The National Oceanic and Atmospheric Administration (NOAA) compiled the above video that compresses Geostationary Operational Environmental Satellite (GOES) East satellite imagery of the entire six-plus-month season (yes, it started early again this year) into one minute.

NOAA's YouTube presentation also gets this week's special video Saturday Shout Out. A secondary shout also goes out to CNN for its 2018 Atlantic Hurricane Season Fast Facts feature.

Hurricane season high- and low-lights: This 2018 hurricane season was the third consecutive one where we had above-average and extremely damaging storms.

There were 15 named tropical systems and eight hurricanes, two of which reached major status.

When you total the damages in all the places where 2018's storms struck, the overall price tag came to more than $33 billion.

The season started about a week early, with the May 25 formation of Subtropical Storm Alberto off Mexico's Yucatan Peninsula. It was the fourth consecutive year in which a storm developed before the official start of the season. Alberto made landfall three days later near Laguna Beach, Florida.
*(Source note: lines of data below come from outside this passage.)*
//! Multiplier Growth Curve
//!
//! Maps time spent in the running phase to the live multiplier. Three
//! segments: a slow start up to 3x, a visible acceleration up to 10x, then
//! unbounded growth. The segments meet exactly at their boundaries.

/// End of the first segment (seconds).
pub const FIRST_SEGMENT_END: f64 = 3.0;

/// End of the second segment (seconds).
pub const SECOND_SEGMENT_END: f64 = 6.0;

/// Round to two decimal places.
///
/// Values produced here compare bit-for-bit when they represent the same
/// number of hundredths, which the crash check relies on.
#[inline]
pub fn round_hundredths(value: f64) -> f64 {
    (value * 100.0).round() / 100.0
}

/// Integer hundredths of a two-decimal multiplier (e.g. 2.57 -> 257).
#[inline]
pub fn to_hundredths(value: f64) -> u64 {
    (value * 100.0).round() as u64
}

/// Quadratic ease-out on `t` in `[0, 1]`.
#[inline]
pub fn ease_out_quad(t: f64) -> f64 {
    t * (2.0 - t)
}

/// Unrounded curve value.
fn raw_value_at(elapsed: f64) -> f64 {
    if elapsed < FIRST_SEGMENT_END {
        1.0 + ease_out_quad(elapsed / 3.0) * 2.0
    } else if elapsed < SECOND_SEGMENT_END {
        3.0 + ease_out_quad((elapsed - FIRST_SEGMENT_END) / 3.0) * 7.0
    } else {
        10.0 + ((elapsed - SECOND_SEGMENT_END) / 3.0).powf(1.5) * 20.0
    }
}

/// Live multiplier after `elapsed_secs` in the running phase.
///
/// # Panics
///
/// Panics on negative or non-finite input; either means the caller's clock
/// arithmetic is broken and settling against the result would be wrong.
pub fn multiplier_at(elapsed_secs: f64) -> f64 {
    assert!(
        elapsed_secs.is_finite() && elapsed_secs >= 0.0,
        "elapsed time must be finite and non-negative, got {elapsed_secs}"
    );

    let value = round_hundredths(raw_value_at(elapsed_secs));
    assert!(value.is_finite() && value >= 1.0, "curve produced invalid multiplier {value}");
    value
}
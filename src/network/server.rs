//! WebSocket Snapshot Server
//!
//! Read-only feed for observers. Every connection gets the current snapshot
//! on connect, then each published snapshot and each round event as they
//! happen. Clients may send `ping` and `sync_request`; nothing they send
//! reaches the engine.

use std::collections::BTreeMap;
use std::net::SocketAddr;
use std::sync::Arc;
use std::time::Instant;

use futures_util::{SinkExt, StreamExt};
use tokio::net::{TcpListener, TcpStream};
use tokio::sync::{broadcast, mpsc, RwLock};
use tokio_tungstenite::{accept_async, tungstenite::Message};
use tracing::{debug, error, info, instrument, warn};

use crate::config::env_or;
use crate::network::driver::EngineHandle;
use crate::network::protocol::{ClientMessage, ErrorCode, ServerMessage};

/// Outbound messages queued per client before the oldest producer waits.
const CLIENT_QUEUE_DEPTH: usize = 64;

/// Server configuration.
#[derive(Debug, Clone)]
pub struct ServerConfig {
    /// Bind address.
    pub bind_addr: SocketAddr,
    /// Maximum concurrent connections.
    pub max_connections: usize,
}

impl Default for ServerConfig {
    fn default() -> Self {
        Self {
            bind_addr: SocketAddr::from(([0, 0, 0, 0], 8080)),
            max_connections: 1000,
        }
    }
}

impl ServerConfig {
    /// Create config from environment variables.
    pub fn from_env() -> Self {
        let defaults = Self::default();
        Self {
            bind_addr: env_or("CRASH_BIND_ADDR", defaults.bind_addr),
            max_connections: env_or("CRASH_MAX_CONNECTIONS", defaults.max_connections),
        }
    }
}

/// Snapshot server errors.
#[derive(Debug, thiserror::Error)]
pub enum SnapshotServerError {
    /// Failed to bind to address.
    #[error("Failed to bind: {0}")]
    BindFailed(#[from] std::io::Error),

    /// WebSocket error.
    #[error("WebSocket error: {0}")]
    WebSocket(#[from] tokio_tungstenite::tungstenite::Error),

    /// Message could not be encoded.
    #[error("Serialization error: {0}")]
    Serialization(#[from] serde_json::Error),
}

/// Connected client state.
struct ConnectedClient {
    /// Connection time.
    connected_at: Instant,
    /// Messages pushed so far.
    messages_sent: u64,
}

/// The snapshot feed server.
pub struct SnapshotServer {
    /// Server configuration.
    config: ServerConfig,
    /// Engine the feed mirrors.
    engine: EngineHandle,
    /// Connected clients.
    clients: Arc<RwLock<BTreeMap<SocketAddr, ConnectedClient>>>,
    /// Shutdown signal.
    shutdown_tx: broadcast::Sender<()>,
}

impl SnapshotServer {
    /// Create a server mirroring `engine`.
    pub fn new(config: ServerConfig, engine: EngineHandle) -> Self {
        let (shutdown_tx, _) = broadcast::channel(1);

        Self {
            config,
            engine,
            clients: Arc::new(RwLock::new(BTreeMap::new())),
            shutdown_tx,
        }
    }

    /// Bind the configured address and serve until shutdown.
    pub async fn run(&self) -> Result<(), SnapshotServerError> {
        let listener = TcpListener::bind(&self.config.bind_addr).await?;
        self.serve(listener).await
    }

    /// Serve connections from an already bound listener until shutdown.
    #[instrument(skip_all, fields(addr = ?listener.local_addr().ok()))]
    pub async fn serve(&self, listener: TcpListener) -> Result<(), SnapshotServerError> {
        info!("Snapshot server listening");
        let mut shutdown_rx = self.shutdown_tx.subscribe();

        loop {
            tokio::select! {
                result = listener.accept() => {
                    match result {
                        Ok((stream, addr)) => {
                            let clients_count = self.clients.read().await.len();
                            if clients_count >= self.config.max_connections {
                                warn!("Connection limit reached, rejecting {}", addr);
                                tokio::spawn(reject_connection(stream, addr));
                                continue;
                            }

                            info!("New connection from {}", addr);
                            self.handle_connection(stream, addr);
                        }
                        Err(e) => {
                            error!("Accept error: {}", e);
                        }
                    }
                }
                _ = shutdown_rx.recv() => {
                    info!("Shutdown signal received");
                    break;
                }
            }
        }

        Ok(())
    }

    /// Handle a new WebSocket connection.
    fn handle_connection(&self, stream: TcpStream, addr: SocketAddr) {
        let clients = self.clients.clone();
        let engine = self.engine.clone();
        let mut snapshots = engine.snapshots();
        let mut events = engine.subscribe_events();
        let mut shutdown_rx = self.shutdown_tx.subscribe();

        tokio::spawn(async move {
            let ws_stream = match accept_async(stream).await {
                Ok(ws) => ws,
                Err(e) => {
                    error!("WebSocket handshake failed for {}: {}", addr, e);
                    return;
                }
            };

            let (mut ws_sender, mut ws_receiver) = ws_stream.split();
            let (msg_tx, mut msg_rx) = mpsc::channel::<ServerMessage>(CLIENT_QUEUE_DEPTH);

            // Register client
            {
                let mut clients = clients.write().await;
                clients.insert(addr, ConnectedClient {
                    connected_at: Instant::now(),
                    messages_sent: 0,
                });
            }

            // Spawn message sender task
            let sender_clients = clients.clone();
            let sender_task = tokio::spawn(async move {
                while let Some(msg) = msg_rx.recv().await {
                    let text = match msg.to_json() {
                        Ok(t) => t,
                        Err(e) => {
                            error!("Failed to serialize message: {}", e);
                            continue;
                        }
                    };
                    if ws_sender.send(Message::Text(text)).await.is_err() {
                        break;
                    }
                    if let Some(client) = sender_clients.write().await.get_mut(&addr) {
                        client.messages_sent += 1;
                    }
                }
                let _ = ws_sender.close().await;
            });

            let _ = msg_tx.send(ServerMessage::Snapshot((*snapshots.snapshot()).clone())).await;

            loop {
                tokio::select! {
                    msg = ws_receiver.next() => {
                        match msg {
                            Some(Ok(Message::Text(text))) => {
                                let reply = match ClientMessage::from_json(&text) {
                                    Ok(client_msg) => Self::handle_client_message(client_msg, &engine),
                                    Err(e) => {
                                        debug!("Invalid message from {}: {}", addr, e);
                                        ServerMessage::error(ErrorCode::InvalidInput, "Invalid message format")
                                    }
                                };
                                if msg_tx.send(reply).await.is_err() {
                                    break;
                                }
                            }
                            Some(Ok(Message::Close(_))) | None => {
                                debug!("Client {} disconnected", addr);
                                break;
                            }
                            Some(Err(e)) => {
                                error!("WebSocket error for {}: {}", addr, e);
                                break;
                            }
                            _ => {}
                        }
                    }
                    snapshot = snapshots.changed() => {
                        let Some(snapshot) = snapshot else {
                            let _ = msg_tx.send(ServerMessage::Shutdown {
                                reason: "Engine stopped".to_string(),
                            }).await;
                            break;
                        };
                        if msg_tx.send(ServerMessage::Snapshot((*snapshot).clone())).await.is_err() {
                            break;
                        }
                    }
                    event = events.recv() => {
                        match event {
                            Ok(event) => {
                                if msg_tx.send(ServerMessage::Event(event)).await.is_err() {
                                    break;
                                }
                            }
                            Err(broadcast::error::RecvError::Lagged(skipped)) => {
                                warn!("Client {} lagging, skipped {} events", addr, skipped);
                            }
                            Err(broadcast::error::RecvError::Closed) => break,
                        }
                    }
                    _ = shutdown_rx.recv() => {
                        let _ = msg_tx.send(ServerMessage::Shutdown {
                            reason: "Server shutting down".to_string(),
                        }).await;
                        break;
                    }
                }
            }

            // Let queued messages drain, then close
            drop(msg_tx);
            let _ = sender_task.await;

            if let Some(client) = clients.write().await.remove(&addr) {
                info!(
                    "Client {} cleaned up after {:?}, {} messages sent",
                    addr,
                    client.connected_at.elapsed(),
                    client.messages_sent
                );
            }
        });
    }

    /// Answer a client message.
    fn handle_client_message(msg: ClientMessage, engine: &EngineHandle) -> ServerMessage {
        match msg {
            ClientMessage::SyncRequest => ServerMessage::Snapshot((*engine.snapshot()).clone()),
            ClientMessage::Ping { timestamp } => ServerMessage::Pong {
                timestamp,
                server_time: chrono::Utc::now().timestamp_millis(),
            },
        }
    }

    /// Shutdown the server.
    pub fn shutdown(&self) {
        let _ = self.shutdown_tx.send(());
    }

    /// Get active connection count.
    pub async fn connection_count(&self) -> usize {
        self.clients.read().await.len()
    }
}
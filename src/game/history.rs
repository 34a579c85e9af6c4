//! Crash History
//!
//! Fixed-capacity, most-recent-first record of resolved crash points.

use std::collections::VecDeque;

/// Default number of crash points retained.
pub const DEFAULT_HISTORY_CAPACITY: usize = 5;

/// Ring buffer of the most recent crash points.
#[derive(Clone, Debug)]
pub struct HistoryLedger {
    entries: VecDeque<f64>,
    capacity: usize,
}

impl HistoryLedger {
    /// Create an empty ledger holding at most `capacity` entries.
    pub fn new(capacity: usize) -> Self {
        assert!(capacity > 0, "history capacity must be positive");
        Self {
            entries: VecDeque::with_capacity(capacity + 1),
            capacity,
        }
    }

    /// Record a crash point, evicting the oldest entry when full.
    pub fn append(&mut self, crash_point: f64) {
        self.entries.push_front(crash_point);
        if self.entries.len() > self.capacity {
            self.entries.pop_back();
        }
    }

    /// Copy of the entries, most recent first.
    pub fn to_vec(&self) -> Vec<f64> {
        self.entries.iter().copied().collect()
    }

    /// Most recent crash point.
    pub fn latest(&self) -> Option<f64> {
        self.entries.front().copied()
    }

    /// Number of entries.
    pub fn len(&self) -> usize {
        self.entries.len()
    }

    /// Whether nothing has been recorded yet.
    pub fn is_empty(&self) -> bool {
        self.entries.is_empty()
    }
}

impl Default for HistoryLedger {
    fn default() -> Self {
        Self::new(DEFAULT_HISTORY_CAPACITY)
    }
}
The next storm, Beryl, was the first hurricane to form in the Eastern Atlantic during the month of July since Bertha in 2008.

Chris, which was upgraded to a hurricane on July 10, became the earliest second hurricane in a season since 2005.

The 2018 hurricane season also was the first to feature four simultaneously active named storms: Florence, Helene, Isaac and Joyce.

Oscar was the last named storm of the 2018 season. He reached tropical storm status on Oct. 27, spinning about 910 miles northeast of the Northern Leeward Islands. Oscar reached hurricane status the next day, but weakened to a post-tropical cyclone on Halloween without threatening any populated areas.

Calendar can't constrain catastrophes: Thankfully, November was a quiet tropical storm month. Let's hope things stay that way.

But recovering from this year's hurricanes and associated flooding and wind damages will continue well beyond yesterday's official season-ending Nov. 30 date.

And, as Alberto's early arrival this year showed, tropical systems don't always stay within the official seasonal parameters.

Neither do other disasters. They can, and do, happen year-round. So even though we're into December, stay diligent.

The ol' blog's e ol' blog's special Storm Warnings pages (yes, it's plural now; the first page explains the change) can help. This collection of posts offer advice on preparing for, recovering from and helping those who face too-often each year must face an angry Mother Nature.

Storm_warning_sign

The assorted items on dealing with disasters apply to the wide range of natural catastrophes that can (and do) happen 365 days a year, so check it out even if you're not in a hurricane-prone part of the country.

Here's hoping you don't need the storm advice and associated tax help, like extended tax deadlines and claiming the itemized tax deduction for damages from a major natural disaster.

But just in case, it's always better to be prepared. And be careful!